There is a concept in sociolinguistics called accommodation theory and it is tightly connected to the concepts of prestige and negative prestige. Studies have shown, for example those in Denmark, that children, young people, and teens may be motivated to accommodate negative prestige (or positive prestige) aspects of sociolinguistic behavior based upon television programing they watch (believe it or not!) in a sociolinguistic dynamic.
[Sociolinguistic dynamic is how social behavior and interaction is expressed by yet influenced by language in an influence that goes both directions, from speaker to society and/or from society to speaker.]
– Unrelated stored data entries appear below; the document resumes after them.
//! Domain types for todos.
//!
//! A todo is a titled item with an optional description and a two-state
//! status. Every field that carries a constraint has its own type, so a
//! [`Todo`] that exists is already valid: the checks run once, when the value
//! is built, and never again.

use crate::error::{TodoError, ValidationError};
use chrono::{DateTime, Utc};
use serde::{Deserialize, Serialize};
use std::fmt;
use std::str::FromStr;
use uuid::Uuid;

/// Unique identifier for a todo
///
/// Identifiers are opaque strings. Generated ones are random UUIDs, but any
/// non-blank string parses.
#[derive(Clone, Debug, PartialEq, Eq, PartialOrd, Ord, Hash, Serialize, Deserialize)]
#[serde(try_from = "String", into = "String")]
pub struct TodoId(String);

impl TodoId {
    /// Creates a new random `TodoId`
    #[must_use]
    pub fn random() -> Self {
        Self(Uuid::new_v4().to_string())
    }

    /// Parses an identifier supplied by a caller.
    ///
    /// # Errors
    ///
    /// Returns [`ValidationError::EmptyId`] if `raw` is empty or whitespace.
    pub fn parse(raw: impl Into<String>) -> Result<Self, ValidationError> {
        let raw = raw.into();
        if raw.trim().is_empty() {
            return Err(ValidationError::EmptyId);
        }
        Ok(Self(raw))
    }

    /// Returns the identifier as a string slice
    #[must_use]
    pub fn as_str(&self) -> &str {
        &self.0
    }
}

impl fmt::Display for TodoId {
    fn fmt(&self, f: &mut fmt::Formatter<'_>) -> fmt::Result {
        f.write_str(&self.0)
    }
}

impl FromStr for TodoId {
    type Err = ValidationError;

    fn from_str(s: &str) -> Result<Self, Self::Err> {
        Self::parse(s)
    }
}

impl TryFrom<String> for TodoId {
    type Error = ValidationError;

    fn try_from(value: String) -> Result<Self, Self::Error> {
        Self::parse(value)
    }
}

impl From<TodoId> for String {
    fn from(id: TodoId) -> Self {
        id.0
    }
}

/// A todo title: never blank, at most [`TodoTitle::MAX_CHARS`] characters.
///
/// The blank check looks at the trimmed text, but the title is stored exactly
/// as given and its length is measured untrimmed.
#[derive(Clone, Debug, PartialEq, Eq, Hash, Serialize, Deserialize)]
#[serde(try_from = "String", into = "String")]
pub struct TodoTitle(String);

impl TodoTitle {
    /// Maximum title length, in characters.
    pub const MAX_CHARS: usize = 200;

    /// Validates and wraps a title.
    ///
    /// # Errors
    ///
    /// - [`ValidationError::EmptyTitle`] if the title is blank
    /// - [`ValidationError::TitleTooLong`] if it exceeds [`Self::MAX_CHARS`]
    pub fn new(value: impl Into<String>) -> Result<Self, ValidationError> {
        let value = value.into();
        if value.trim().is_empty() {
            return Err(ValidationError::EmptyTitle);
        }
        let len = value.chars().count();
        if len > Self::MAX_CHARS {
            return Err(ValidationError::TitleTooLong {
                len,
                max: Self::MAX_CHARS,
            });
        }
        Ok(Self(value))
    }

    /// Returns the title text
    #[must_use]
    pub fn as_str(&self) -> &str {
        &self.0
    }
}

impl fmt::Display for TodoTitle {
    fn fmt(&self, f: &mut fmt::Formatter<'_>) -> fmt::Result {
        f.write_str(&self.0)
    }
}

impl TryFrom<String> for TodoTitle {
    type Error = ValidationError;

    fn try_from(value: String) -> Result<Self, Self::Error> {
        Self::new(value)
    }
}

impl From<TodoTitle> for String {
    fn from(title: TodoTitle) -> Self {
        title.0
    }
}

/// A todo description: at most [`TodoDescription::MAX_CHARS`] characters.
///
/// Absence is modelled as `Option<TodoDescription>`. See
/// [`TodoDescription::optional`] for how caller input maps onto that.
#[derive(Clone, Debug, PartialEq, Eq, Hash, Serialize, Deserialize)]
#[serde(try_from = "String", into = "String")]
pub struct TodoDescription(String);

impl TodoDescription {
    /// Maximum description length, in characters.
    pub const MAX_CHARS: usize = 1000;

    /// Validates and wraps a description.
    ///
    /// # Errors
    ///
    /// Returns [`ValidationError::DescriptionTooLong`] if the text exceeds
    /// [`Self::MAX_CHARS`].
    pub fn new(value: impl Into<String>) -> Result<Self, ValidationError> {
        let value = value.into();
        let len = value.chars().count();
        if len > Self::MAX_CHARS {
            return Err(ValidationError::DescriptionTooLong {
                len,
                max: Self::MAX_CHARS,
            });
        }
        Ok(Self(value))
    }

    /// Normalizes caller input into an optional description.
    ///
    /// `None` and `Some("")` both mean "no description". Whitespace-only text
    /// is a real description and is kept verbatim.
    ///
    /// # Errors
    ///
    /// Returns [`ValidationError::DescriptionTooLong`] if the text exceeds
    /// [`Self::MAX_CHARS`].
    pub fn optional(value: Option<&str>) -> Result<Option<Self>, ValidationError> {
        match value {
            None | Some("") => Ok(None),
            Some(text) => Self::new(text).map(Some),
        }
    }

    /// Returns the description text
    #[must_use]
    pub fn as_str(&self) -> &str {
        &self.0
    }
}

impl fmt::Display for TodoDescription {
    fn fmt(&self, f: &mut fmt::Formatter<'_>) -> fmt::Result {
        f.write_str(&self.0)
    }
}

impl TryFrom<String> for TodoDescription {
    type Error = ValidationError;

    fn try_from(value: String) -> Result<Self, Self::Error> {
        Self::new(value)
    }
}

impl From<TodoDescription> for String {
    fn from(description: TodoDescription) -> Self {
        description.0
    }
}

/// Completion status of a todo
#[derive(Clone, Copy, Debug, Default, PartialEq, Eq, Hash, Serialize, Deserialize)]
#[serde(rename_all = "SCREAMING_SNAKE_CASE")]
pub enum TodoStatus {
    /// Not done yet
    #[default]
    Pending,
    /// Done
    Completed,
}

impl TodoStatus {
    /// Maps the boolean `completed` flag onto a status
    #[must_use]
    pub const fn from_completed(completed: bool) -> Self {
        if completed {
            Self::Completed
        } else {
            Self::Pending
        }
    }

    /// Whether this is [`TodoStatus::Completed`]
    #[must_use]
    pub const fn is_completed(self) -> bool {
        matches!(self, Self::Completed)
    }

    /// Whether this is [`TodoStatus::Pending`]
    #[must_use]
    pub const fn is_pending(self) -> bool {
        matches!(self, Self::Pending)
    }
}

impl fmt::Display for TodoStatus {
    fn fmt(&self, f: &mut fmt::Formatter<'_>) -> fmt::Result {
        match self {
            Self::Pending => f.write_str("pending"),
            Self::Completed => f.write_str("completed"),
        }
    }
}

/// A single todo
///
/// Fields are private: titles and descriptions can only change through
/// [`Todo::revise`] and status only through [`Todo::complete`] and
/// [`Todo::uncomplete`], each of which refreshes `updated_at`.
#[derive(Clone, Debug, PartialEq, Eq, Serialize)]
pub struct Todo {
    id: TodoId,
    title: TodoTitle,
    description: Option<TodoDescription>,
    status: TodoStatus,
    created_at: DateTime<Utc>,
    updated_at: DateTime<Utc>,
}

impl Todo {
    /// Creates a new pending todo stamped with `now`
    #[must_use]
    pub const fn new(
        id: TodoId,
        title: TodoTitle,
        description: Option<TodoDescription>,
        now: DateTime<Utc>,
    ) -> Self {
        Self {
            id,
            title,
            description,
            status: TodoStatus::Pending,
            created_at: now,
            updated_at: now,
        }
    }

    /// Rebuilds a todo from a stored record, re-checking every invariant.
    ///
    /// # Errors
    ///
    /// Returns the first [`ValidationError`] the record violates.
    pub fn reconstitute(record: TodoRecord) -> Result<Self, ValidationError> {
        if record.updated_at < record.created_at {
            return Err(ValidationError::UpdatedBeforeCreated);
        }
        Ok(Self {
            id: TodoId::parse(record.id)?,
            title: TodoTitle::new(record.title)?,
            description: TodoDescription::optional(record.description.as_deref())?,
            status: record.status,
            created_at: record.created_at,
            updated_at: record.updated_at,
        })
    }

    /// Returns the identifier
    #[must_use]
    pub const fn id(&self) -> &TodoId {
        &self.id
    }

    /// Returns the title
    #[must_use]
    pub const fn title(&self) -> &TodoTitle {
        &self.title
    }

    /// Returns the description, if any
    #[must_use]
    pub const fn description(&self) -> Option<&TodoDescription> {
        self.description.as_ref()
    }

    /// Returns the status
    #[must_use]
    pub const fn status(&self) -> TodoStatus {
        self.status
    }

    /// Whether the todo is completed
    #[must_use]
    pub const fn is_completed(&self) -> bool {
        self.status.is_completed()
    }

    /// When the todo was created
    #[must_use]
    pub const fn created_at(&self) -> DateTime<Utc> {
        self.created_at
    }

    /// When the todo was last changed
    #[must_use]
    pub const fn updated_at(&self) -> DateTime<Utc> {
        self.updated_at
    }

    /// Replaces both title and description
    pub fn revise(
        &mut self,
        title: TodoTitle,
        description: Option<TodoDescription>,
        now: DateTime<Utc>,
    ) {
        self.title = title;
        self.description = description;
        self.touch(now);
    }

    /// Marks the todo as completed
    ///
    /// # Errors
    ///
    /// Returns [`TodoError::InvalidState`] if it is already completed.
    pub fn complete(&mut self, now: DateTime<Utc>) -> Result<(), TodoError> {
        self.transition(TodoStatus::Completed, now)
    }

    /// Marks the todo as pending again
    ///
    /// # Errors
    ///
    /// Returns [`TodoError::InvalidState`] if it is already pending.
    pub fn uncomplete(&mut self, now: DateTime<Utc>) -> Result<(), TodoError> {
        self.transition(TodoStatus::Pending, now)
    }

    /// Copies the todo into its plain record form
    #[must_use]
    pub fn to_record(&self) -> TodoRecord {
        TodoRecord {
            id: self.id.to_string(),
            title: self.title.to_string(),
            description: self.description.as_ref().map(ToString::to_string),
            status: self.status,
            created_at: self.created_at,
            updated_at: self.updated_at,
        }
    }

    fn transition(&mut self, target: TodoStatus, now: DateTime<Utc>) -> Result<(), TodoError> {
        if self.status == target {
            return Err(TodoError::InvalidState {
                id: self.id.clone(),
                status: self.status,
            });
        }
        self.status = target;
        self.touch(now);
        Ok(())
    }

    // updated_at never moves backwards, even if the clock does.
    fn touch(&mut self, now: DateTime<Utc>) {
        self.updated_at = now.max(self.updated_at);
    }
}

impl From<&Todo> for TodoRecord {
    fn from(todo: &Todo) -> Self {
        todo.to_record()
    }
}

impl TryFrom<TodoRecord> for Todo {
    type Error = ValidationError;

    fn try_from(record: TodoRecord) -> Result<Self, Self::Error> {
        Self::reconstitute(record)
    }
}

/// Plain, unvalidated form of a [`Todo`] used for persistence and seeding.
#[derive(Clone, Debug, PartialEq, Eq, Serialize, Deserialize)]
pub struct TodoRecord {
    /// Identifier
    pub id: String,
    /// Title
    pub title: String,
    /// Description, `None` when absent
    pub description: Option<String>,
    /// Completion status
    pub status: TodoStatus,
    /// Creation timestamp
    pub created_at: DateTime<Utc>,
    /// Last modification timestamp
    pub updated_at: DateTime<Utc>,
}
What the first paragraph means is that the sociolinguistic dynamic witnessed in television shows can dominated sociolinguistic reality in daily experience and that this dominating influence can be favorable as prestige, as in upholding national linguistic standards such as preserving diversity of dialects (as is desired in Denmark), or it can be unfavorable as negative prestige, as in spreading the East London dialect to areas far removed from East London (as is occurring in England).
All this is to suggest that it is possible this/these group/s at school are experiencing the effects of interpersonal accommodation theory [they are influenced either favorably or unfavorably by a sociolinguistic dynamic they are experiencing, such as one or some television show or shows] as studies in Denmark and England have shown to be possible.